RE: [PATCH 1/1] perf/core: find auxiliary events in running pmus list

From: Liang, Kan
Date: Sun Feb 28 2016 - 11:31:57 EST




> -----Original Message-----
> From: Peter Zijlstra [mailto:peterz@xxxxxxxxxxxxx]
> Sent: Friday, February 26, 2016 5:37 AM
> To: Liang, Kan
> Cc: linux-kernel@xxxxxxxxxxxxxxx; ak@xxxxxxxxxxxxxxx;
> eranian@xxxxxxxxxx; vincent.weaver@xxxxxxxxx; tglx@xxxxxxxxxxxxx;
> mingo@xxxxxxxxxx; acme@xxxxxxxxxx; jolsa@xxxxxxxxxx;
> ying.huang@xxxxxxxxxxxxxxx; alexander.shishkin@xxxxxxxxxxxxxxx
> Subject: Re: [PATCH 1/1] perf/core: find auxiliary events in running pmus
> list
>
> > index 9> +static void account_running_pmu(struct perf_event *event)
> > +{
> > + struct running_pmu *pmu;
> > +
> > + mutex_lock(&running_pmus_lock);
> > +
> > + list_for_each_entry(pmu, &running_pmus, entry) {
> > + if (pmu->pmu == event->pmu) {
> > + pmu->nr_event++;
> > + goto out;
> > + }
> > + }
> > +
> > + pmu = kzalloc(sizeof(struct running_pmu), GFP_KERNEL);
> > + if (pmu != NULL) {
> > + pmu->nr_event++;
> > + pmu->pmu = event->pmu;
> > + list_add_rcu(&pmu->entry, &running_pmus);
> > + }
>
> That kzalloc() doesn't make any sense, why not simply add a member to
> struct pmu?
>
> > +out:
> > + mutex_unlock(&running_pmus_lock);
> > +}
>
> In any case, can't we replace the whole perf_event_aux muck with a data
> structure for finding interested events?
>
> Because not only is iterating all PMUs silly, we then further iterate all
> events in whatever contexts we find from them.

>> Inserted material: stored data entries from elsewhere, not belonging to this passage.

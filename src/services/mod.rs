//! Services layer
//!
//! This module contains the logic between the content gateway and the pages:
//! - Typed content access with local ordering rules
//! - The three-state loader used by every page
//! - Pure list filters and rich text rendering
//! - Brazilian date formatting

pub mod content;
pub mod dates;
pub mod filters;
pub mod loadable;
pub mod rich_text;

pub use content::ContentService;
pub use filters::{BroadcastFilter, ListFilter, MediaFilter, WritingFilter};
pub use loadable::{load_within, Loadable};
pub use rich_text::RichTextRenderer;
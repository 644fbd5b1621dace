//! Pastor model

use super::{null_default, rich_text::Block, slug_text, Slug, SocialLink};
use crate::services::dates::format_date;
use serde::{Deserialize, Serialize};

/// Ordering weight for pastors without an explicit one
pub const DEFAULT_ORDER: f64 = 99.0;

fn default_order() -> f64 {
    DEFAULT_ORDER
}

/// The store's number type allows fractions
fn order_or_default<'de, D: serde::Deserializer<'de>>(deserializer: D) -> Result<f64, D::Error> {
    Ok(Option::<f64>::deserialize(deserializer)?.unwrap_or(DEFAULT_ORDER))
}

/// Current or former pastor of the church
#[derive(Debug, Clone, Serialize, Deserialize)]
pub struct Pastor {
    #[serde(rename(deserialize = "_id"))]
    pub id: String,
    #[serde(default, deserialize_with = "null_default", rename(deserialize = "nome"))]
    pub name: String,
    /// Position, e.g. "Pastor Presidente"
    #[serde(default, rename(deserialize = "cargo"))]
    pub role: Option<String>,
    #[serde(default, deserialize_with = "null_default", rename(deserialize = "atual"))]
    pub current: bool,
    #[serde(default, rename(deserialize = "dataEntrada"))]
    pub started_on: Option<String>,
    #[serde(default, rename(deserialize = "dataSaida"))]
    pub ended_on: Option<String>,
    /// Short plain-text biography
    #[serde(default, rename(deserialize = "biografia"))]
    pub biography: Option<String>,
    /// Long biography, only fetched for the detail page
    #[serde(default, rename(deserialize = "biografiaDetalhada"))]
    pub detailed_biography: Option<Vec<Block>>,
    #[serde(default, rename(deserialize = "imagemUrl"))]
    pub image_url: Option<String>,
    #[serde(default)]
    pub email: Option<String>,
    #[serde(default, rename(deserialize = "telefone"))]
    pub phone: Option<String>,
    #[serde(default, rename(deserialize = "redesSociais"))]
    pub social_links: Option<Vec<SocialLink>>,
    #[serde(default = "default_order", deserialize_with = "order_or_default", rename(deserialize = "ordem"))]
    pub order: f64,
    #[serde(default)]
    pub slug: Option<Slug>,
}

impl Pastor {
    /// "Desde dd/mm/yyyy" for current pastors, the ministry period otherwise
    pub fn tenure_label(&self) -> String {
        if self.current {
            return match &self.started_on {
                Some(start) => format!("Desde {}", format_date(Some(start))),
                None => "Pastor atual".to_string(),
            };
        }
        match (&self.started_on, &self.ended_on) {
            (Some(start), Some(end)) => format!(
                "{} - {}",
                format_date(Some(start)),
                format_date(Some(end))
            ),
            _ => "Pastor histórico".to_string(),
        }
    }

    pub fn href(&self) -> Option<String> {
        slug_text(&self.slug).map(|slug| format!("/pastores/{}", urlencoding::encode(slug)))
    }
}
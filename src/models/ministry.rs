use super::null_default;
use serde::{Deserialize, Serialize};

/// Ministry of the church
#[derive(Debug, Clone, Serialize, Deserialize)]
pub struct Ministry {
    #[serde(rename(deserialize = "_id"))]
    pub id: String,
    #[serde(default, deserialize_with = "null_default", rename(deserialize = "nome"))]
    pub name: String,
    #[serde(default, rename(deserialize = "descricao"))]
    pub description: Option<String>,
    #[serde(default, rename(deserialize = "lider"))]
    pub leader: Option<String>,
    #[serde(default, rename(deserialize = "imagemUrl"))]
    pub image_url: Option<String>,
}
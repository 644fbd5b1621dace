//! Content gateway errors

use std::sync::Arc;
use thiserror::Error;

/// Maximum length of an upstream error body kept in the error message
const MAX_BODY_LEN: usize = 500;

/// Failure taxonomy for content store queries
#[derive(Debug, Error)]
pub enum GatewayError {
    #[error("network error: {0}")]
    Network(#[from] reqwest::Error),

    #[error("content store returned {status}: {body}")]
    Status { status: u16, body: String },

    #[error("query rejected by the content store: {0}")]
    Query(String),

    #[error("failed to decode content: {0}")]
    Decode(String),

    /// The same failure observed by every caller of a coalesced fetch
    #[error("{0}")]
    Shared(Arc<GatewayError>),
}

impl GatewayError {
    /// Build an error from a non-success HTTP status and its body
    pub fn from_status(status: u16, body: &str) -> Self {
        Self::Status {
            status,
            body: truncate_body(body),
        }
    }
}

impl From<Arc<GatewayError>> for GatewayError {
    fn from(err: Arc<GatewayError>) -> Self {
        Self::Shared(err)
    }
}

fn truncate_body(body: &str) -> String {
    let body = body.trim();
    if body.chars().count() <= MAX_BODY_LEN {
        return body.to_string();
    }
    let mut truncated: String = body.chars().take(MAX_BODY_LEN).collect();
    truncated.push('…');
    truncated
}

Even if none of the
> events in these contexts is interested in the side-band event.
>
> We have:
> mmap,comm,task,mmap_data,mmap2,comm_exec,context_switc
> h
>
>
> Which I think we can reduce like:
>
> {mmap,mmap_data,mmap2} -> mmap
> {comm,comm_exec} -> comm
>
> mmap,comm,task,context_switch
>
> This would allow us to keep 4 per-cpu lists of events like:
>
>
> struct pmu_event_list {
> raw_spinlock_t lock;
> struct list_head list;
> };
>
> enum event_sb_channel {
> sb_mmap = 0,
> sb_comm,
> sb_task,
> sb_switch,
> sb_nr,
> }
>
> static DEFINE_PER_CPU(struct pmu_event_list, pmu_sb_events[sb_nr]);
>
> static void attach_sb_event(struct perf_event *event, enum
> event_sb_channel sb) {
> struct pmu_event_list *pel = per_cpu_ptr(&pmu_sb_events[sb],
> event->cpu);
>
> raw_spin_lock(&pel->lock);
> list_add_rcu(&event->sb_list[sb], &pel->list);
> raw_spin_unlock(&pel->lock);
> }
>
> static void account_pmu_sb_event(struct perf_event *event) {
> if (event->parent)
> return;
>
> if (event->attach & ATTACH_TASK)
> return;
>
> if (event->attr.mmap || event->attr.mmap_data || event-
> >attr.mmap2)
> attach_sb_event(event, sb_mmap);
>
> if (event->attr.comm || event->attr.comm_exec)
> attach_sb_event(event, sb_comm);
>
> if (event->attr.task)
> attach_sb_event(event, sb_task);
>
> if (event->attr.context_switch)
> attach_sb_event(event, sb_switch);
> }
>
> /* matching unaccount */
>
>
> static void perf_event_sb_iterate(enum event_sb_channel sb,
> perf_event_sb_output_f output, void
> *data) {
> struct pmu_event_list *pel =
> __this_cpu_ptr(&pmu_sb_events[sb]);
> struct perf_event *event;
>
> list_for_each_entry_rcu(event, &pel->list, sb_list[sb]) {
> if (event->state < PERF_EVENT_STATE_INACTIVE)
> continue;
> if (!event_filter_match(event))
> continue;
> output(event, data);
> }
> }
>
> static void perf_event_sb_mask(unsigned int sb_mask,
> perf_event_sb_output_f output, void *data) {
> int sb;
>
> for (sb = 0; sb < sb_nr; sb++) {
> if (!(sb_mask & (1 << sb)))
> continue;
> perf_event_sb_iterate(sb, output, data);
> }
> }
>
> Note: the mask is needed because a task event (as per perf_event_task)
> needs to go out to sb_comm, sb_mmap and sb_task, see
> perf_event_task_match().
>
> And then you can replace the whole global part of perf_event_aux (which I
> would rename to perf_event_sb), with this.
>
> You still have to do something like:
>
> for_each_task_context_nr(ctxn) {
> ctx = rcu_dereference(current->perf_event_ctxp[ctxn]);
> if (!ctx)
> continue;
> perf_event_sb_ctx(ctx, output, data);
> }
>

I'm not sure why we need something like for_each_task_context_nr(ctxn) in
perf_event_aux/perf_event_sb.
Isn't perf_event_sb_mask enough?
It looks perf_event_sb_mask will go through all possible interested events
(includes both per cpu and per task events). That's what we want to do in
perf_event_aux, right?

Thanks,
Kan

> To get at the per task events, because I don't think we want to go update
> more global state on context switch, nor am I entirely sure its worth it to
> keep per sb ctx->event_list[]s.
>
>